La culture de cet arbre réussit bien au Japon, et il atteint parfois la hauteur de vingt à trente pieds. Ses feuilles, cordiformes et dentelées, sont quelquefois découpées ; ses fruits mûrissent en été et ont une couleur violette ; on le plante en ligne comme les vignes dans le centre de la France, et on coupe les branches au lieu de récolter seulement les feuilles ; de sorte que tous les ans, au printemps, de jeunes branches sortent avec une nouvelle vigueur. Il existe au Japon deux sortes de mûriers : l’un qui fleurit en mars, l’autre, plus tardif, qui fleurit seulement en avril.
VIII. — La superficie des champs plantés en thé est :
| Honshu | 37.659 | chô. |
| Shikoku | 3.498 | — |
| Kiushiu | 9.299 | — |
| Yezo | néant. | |
soit, en tout, 50.456 chô.
Les districts qui produisent le plus de thé sont :
| Ken d’Ibaraki | 454.437 | yen. | |
— | Shidzuoka | 3.445.679 | — |
| Shi de Kioto | 739.152 | — | |
| Ken de | Shiga | 374.932 | — |
— | Miye | 726.211 | — |
— | Nara | 376.993 | — |
— | Kumamoto | 519.106 | — |
Je ne m’étends pas particulièrement sur la culture du thé au Japon, qui ne présente aucun intérêt pour l’Europe. Tout le thé que fournit le Japon à l’exportation est absorbé par les États-Unis qui s’en sont fait une spécialité ; et je doute qu’il soit jamais apprécié en Europe.
IX. — Le cheval, autrefois au Japon, était surtout destiné à porter les fardeaux des paysans à travers les sentiers dans la campagne, et à servir de monture aux guerriers. Le cheval japonais est un animal fort peu élégant, sans poitrail, efflanqué, très peu solide sur ses jambes de devant et d’une ressource médiocre pour les lourds fardeaux. Le Gouvernement Japonais a fait tous ses efforts pour améliorer la race, et instruit par les deux dernières guerres, il a institué une administration spéciale des haras sous la direction immédiate de la Maison impériale, avec un conseiller privé et un ancien ministre d’État à sa tête. Mais les circonstances particulières dans lesquelles se trouve le Japon s’opposent à un rapide développement de la race chevaline : en effet, l’absence de plaines étendues, la présence par tout le pays de champs de riz, l’inutilité presque absolue du cheval pour les cultivateurs et le public en général, font que l’élevage a toujours été plus ou moins négligé.

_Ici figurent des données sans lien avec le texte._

use crate::error::ReadError;
use crate::fmt::BitDepth;
use crate::source;
use core::fmt::Debug;
use embedded_io::{Read, Seek};

mod private {
    pub trait Sealed {}

    impl Sealed for f32 {}
    impl Sealed for f64 {}
}

/// Floating point type decoded samples are normalized into.
///
/// Implemented for `f32` and `f64`. All conversions map the full integer
/// range of a bit depth onto `[-1.0, 1.0)`.
pub trait Sample: private::Sealed + Copy + Default + PartialOrd + Debug {
    /// Convert an unsigned 8-bit sample, `128` being silence
    fn from_u8(sample: u8) -> Self;
    /// Convert a signed 16-bit sample
    fn from_i16(sample: i16) -> Self;
    /// Convert a sign-extended 24-bit sample
    fn from_i24(sample: i32) -> Self;
}

impl Sample for f32 {
    fn from_u8(sample: u8) -> Self {
        (sample as f32 - 128.0) / 128.0
    }
    fn from_i16(sample: i16) -> Self {
        sample as f32 / 32_768.0
    }
    fn from_i24(sample: i32) -> Self {
        sample as f32 / 8_388_608.0
    }
}

impl Sample for f64 {
    fn from_u8(sample: u8) -> Self {
        (sample as f64 - 128.0) / 128.0
    }
    fn from_i16(sample: i16) -> Self {
        sample as f64 / 32_768.0
    }
    fn from_i24(sample: i32) -> Self {
        sample as f64 / 8_388_608.0
    }
}

/// Reassemble three little-endian bytes into a sign-extended 24-bit value
pub fn i24_from_le_bytes(bytes: [u8; 3]) -> i32 {
    let mut value = (bytes[2] as i32) << 16 | (bytes[1] as i32) << 8 | bytes[0] as i32;

    if value & 0x80_0000 != 0 {
        value |= !0xff_ffff;
    }

    value
}

/// Read and normalize the single sample starting at `offset`.
///
/// Reads `bit_depth.bytes_per_sample()` bytes into a stack buffer.
///
/// ```
/// use pcm_wav::{decode_sample, BitDepth, SliceSource};
///
/// let mut source = SliceSource::new(&[0x00, 0x40, 0xff, 0xff, 0x7f]);
///
/// let sample: f32 = decode_sample(&mut source, 0, BitDepth::Sixteen).unwrap();
/// assert_eq!(sample, 0.5);
///
/// let sample: f64 = decode_sample(&mut source, 2, BitDepth::TwentyFour).unwrap();
/// assert_eq!(sample, 8_388_607.0 / 8_388_608.0);
/// ```
pub fn decode_sample<T, R>(
    source: &mut R,
    offset: u64,
    bit_depth: BitDepth,
) -> Result<T, ReadError<R::Error>>
where
    T: Sample,
    R: Read + Seek,
{
    let sample = match bit_depth {
        BitDepth::Eight => {
            let [byte] = source::read_array::<R, 1>(source, offset)?;
            T::from_u8(byte)
        }
        BitDepth::Sixteen => {
            let bytes = source::read_array::<R, 2>(source, offset)?;
            T::from_i16(i16::from_le_bytes(bytes))
        }
        BitDepth::TwentyFour => {
            let bytes = source::read_array::<R, 3>(source, offset)?;
            T::from_i24(i24_from_le_bytes(bytes))
        }
    };

    Ok(sample)
}

pub(crate) mod asynch {
    use super::*;
    use crate::source::asynch as source;
    use embedded_io_async::{Read, Seek};

    pub(crate) async fn decode_sample<T, R>(
        source: &mut R,
        offset: u64,
        bit_depth: BitDepth,
    ) -> Result<T, ReadError<R::Error>>
    where
        T: Sample,
        R: Read + Seek,
    {
        let sample = match bit_depth {
            BitDepth::Eight => {
                let [byte] = source::read_array::<R, 1>(source, offset).await?;
                T::from_u8(byte)
            }
            BitDepth::Sixteen => {
                let bytes = source::read_array::<R, 2>(source, offset).await?;
                T::from_i16(i16::from_le_bytes(bytes))
            }
            BitDepth::TwentyFour => {
                let bytes = source::read_array::<R, 3>(source, offset).await?;
                T::from_i24(i24_from_le_bytes(bytes))
            }
        };

        Ok(sample)
    }
}

#[cfg(test)]
mod tests {
    use super::*;
    use crate::error::Error;
    use crate::source::SliceSource;

    #[test]
    fn test_f32_conversions() {
        assert_eq!(f32::from_u8(128), 0.0);
        assert_eq!(f32::from_u8(255), 0.9921875);
        assert_eq!(f32::from_u8(0), -1.0);

        assert_eq!(f32::from_i16(0), 0.0);
        assert_eq!(f32::from_i16(16384), 0.5);
        assert_eq!(f32::from_i16(32767), 0.9999695);
        assert_eq!(f32::from_i16(-32768), -1.0);

        assert_eq!(f32::from_i24(0), 0.0);
        assert_eq!(f32::from_i24(0x7f_ffff), 8_388_607.0 / 8_388_608.0);
        assert_eq!(f32::from_i24(-0x80_0000), -1.0);
    }

    #[test]
    fn test_f64_conversions() {
        assert_eq!(f64::from_u8(0), -1.0);
        assert_eq!(f64::from_u8(255), 0.9921875);
        assert_eq!(f64::from_i16(32767), 0.999969482421875);
        assert_eq!(f64::from_i16(-32768), -1.0);
        assert_eq!(f64::from_i24(-1), -1.0 / 8_388_608.0);
    }

    #[test]
    fn test_i24_sign_extension() {
        assert_eq!(i24_from_le_bytes([0x00, 0x00, 0x00]), 0);
        assert_eq!(i24_from_le_bytes([0xff, 0xff, 0x7f]), 0x7f_ffff);
        assert_eq!(i24_from_le_bytes([0x00, 0x00, 0x80]), -0x80_0000);
        assert_eq!(i24_from_le_bytes([0xff, 0xff, 0xff]), -1);
        assert_eq!(i24_from_le_bytes([0x1e, 0xf3, 0x3c]), 0x3c_f31e);
    }

    #[test]
    fn decode_boundaries() {
        let bytes = [
            0x00, // 8-bit minimum
            0xff, // 8-bit maximum
            0x00, 0x80, // 16-bit minimum
            0xff, 0x7f, // 16-bit maximum
            0x00, 0x00, 0x80, // 24-bit minimum
            0xff, 0xff, 0x7f, // 24-bit maximum
            0xff, 0xff, 0xff, // 24-bit -1
        ];
        let mut source = SliceSource::new(&bytes);

        let mut decode = |offset, bit_depth| -> f32 {
            decode_sample(&mut source, offset, bit_depth).unwrap()
        };

        assert_eq!(decode(0, BitDepth::Eight), -1.0);
        assert_eq!(decode(1, BitDepth::Eight), 0.9921875);
        assert_eq!(decode(2, BitDepth::Sixteen), -1.0);
        assert_eq!(decode(4, BitDepth::Sixteen), 32_767.0 / 32_768.0);
        assert_eq!(decode(6, BitDepth::TwentyFour), -1.0);
        assert_eq!(decode(9, BitDepth::TwentyFour), 8_388_607.0 / 8_388_608.0);

        let minus_one = decode(12, BitDepth::TwentyFour);
        assert!(minus_one < 0.0);
        assert_eq!(minus_one, -1.0 / 8_388_608.0);
    }

    #[test]
    fn decode_past_end_is_truncated() {
        let mut source = SliceSource::new(&[0x00, 0x00]);

        let result: Result<f32, _> = decode_sample(&mut source, 0, BitDepth::TwentyFour);
        assert_eq!(result, Err(ReadError::Parser(Error::TruncatedData)));
    }

    #[tokio::test]
    async fn async_decode_matches_blocking_decode() {
        let bytes = [0x13, 0x3c, 0x94];

        let mut source = SliceSource::new(&bytes);
        let blocking: f64 = decode_sample(&mut source, 0, BitDepth::TwentyFour).unwrap();

        let mut source = SliceSource::new(&bytes);
        let non_blocking: f64 = asynch::decode_sample(&mut source, 0, BitDepth::TwentyFour)
            .await
            .unwrap();

        assert_eq!(blocking, non_blocking);
        assert!(non_blocking < 0.0);
    }
}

La nouvelle administration doit avoir constamment à sa disposition 1.500 étalons étrangers choisis, de façon à les distribuer dans les principaux centres d’élevage pour les accoupler avec des juments indigènes. Le programme est établi pour une durée de 28 ans à partir de 1906, et on estime la dépense à 30.000.000 de yen.
Les principaux centres d’élevage sont : au Nord l’île de Yezo ; les districts de Nambu, Sendai, Miharu et Akita ; au Sud, Kagoshima.